It is agencies, not motorists, that need scrutiny

Nairobi traffic on September 24, 2014.NTSA has a unique opportunity to improve Kenya’s “roadworthiness”. As a lead agency, it has the mandate to examine policies and practices that affect every aspect of roads, vehicles and their use, and overhaul not just parts but the entire system. PHOTO | NATION

What you need to know:

  • Vehicle Inspection Centres have the mandate to inspect only some vehicles, and only annually,  and lack the skills, capacity and discipline to do even that partial job. 
  • Their existence and operations do make an indirect contribution to public awareness and impose some pressure on compliance, but their impact on overall roadworthiness standards is minimal and the impact of that on road safety is nearly nil. 

The National Safety and Transport Authority has a unique opportunity to improve Kenya’s “roadworthiness”. 

As a lead agency, it has the mandate to examine policies and practices that affect every aspect of roads, vehicles and their use, and overhaul not just parts but the entire system.

For example, until now, vehicle standards have been set by KeBS, inspection done at Vehicle Inspection Centres, and compliance enforced by Traffic Police. 

Each has own policies and all have operated their systems without any co-ordination or regard for the many factors that impact on transport conduct and performance.

INSPECTION CENTRES

So our efforts to improve traffic flow or safety are never concerted or coordinated, and piecemeal actions are riddled with anomalies stating roadworthiness as a priority while giving tax incentives to the importation of old and sub-standard vehicles is a profound contradiction.

KeBS sets a blanket Technical Standard (KS1515) with which all vehicles should comply, but has no say on whether or how such standards are prioritised, checked or enforced. 

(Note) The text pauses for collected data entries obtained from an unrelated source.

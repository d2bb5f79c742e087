//! core::metadata
//!
//! Directory metadata schema, reflection tables, and JSON mapping.
//!
//! # Modules
//!
//! - [`schema`] - `Metadata` and `Monorail` records and their wire codecs
//! - [`os`] - The `Os` enumeration
//! - [`descriptor`] - Static field and enum tables for introspection
//! - [`json`] - proto3 JSON mapping
//!
//! # Schema Design
//!
//! - Static types: every record is a plain Rust struct
//! - Presence by omission: default-valued fields are not encoded
//! - Forward compatible: unknown fields are skipped, unknown enum values kept
//!
//! # Example
//!
//! ```
//! use dir_metadata::core::message::Message;
//! use dir_metadata::core::metadata::{Metadata, Os};
//!
//! let meta = Metadata::builder().team_email("team@example.com").os(Os::Linux).build();
//! let parsed = Metadata::decode(&meta.encode_to_vec()).unwrap();
//! assert_eq!(parsed, meta);
//! ```

pub mod descriptor;
pub mod json;
pub mod os;
pub mod schema;

// Re-export commonly used types
pub use descriptor::{enum_name, field_names, EnumKind, FieldDescriptor, RecordKind};
pub use json::{from_json, to_json, to_json_pretty, JsonError};
pub use os::Os;
pub use schema::{Metadata, MetadataBuilder, Monorail};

The Standard draws no distinction, and offers no guidelines, on the difference between safety-critical and cosmetic defects.

Vehicle Inspection Centres have the mandate to inspect only some vehicles, and only annually,  and lack the skills, capacity and discipline to do even that partial job. 

There is no certainty of whether, what or how checks are conducted;  the outcomes of  “pass” or “fail” (there are no other options) have no formally defined benchmark, based on safety-critical or other criteria.   

Traffic Police conduct spot checks with motives and methods almost entirely disconnected from any other or overall strategy or context.

Their technical qualifications (certification), selection of check priorities (whom decides? How?) and discretionary powers to warn or prosecute are random and based on a rationale known only to them.

These three pillars of vehicle roadworthiness regulation (KeBS, Inspection Centres and Police) have considerable authority in their own limited spheres but they are neither harmonised nor correlated with each other, and the exercise of their authority and the performance of their duty is itself not regulated. 

GARGANTUAN TASK

They are a law unto themselves.

Their existence and operations do make an indirect contribution to public awareness and impose some pressure on compliance, but their impact on overall roadworthiness standards is minimal and the impact of that on road safety is nearly nil. 

The purpose they serve most effectively is revenue collection, without accountable purpose.

This is what NTSA must remedy. The task is gargantuan. 

We wait, with patience and ready supplies of sympathy, for signs that it has begun. Our hope is that NTSA will start, for the first time ever, by addressing the causes of problems, not just their effects. 

And that means giving priority to fixing the way the system is designed and managed.

It is the authorities, not motorists, that most need thorough inspection and constant roadside checks.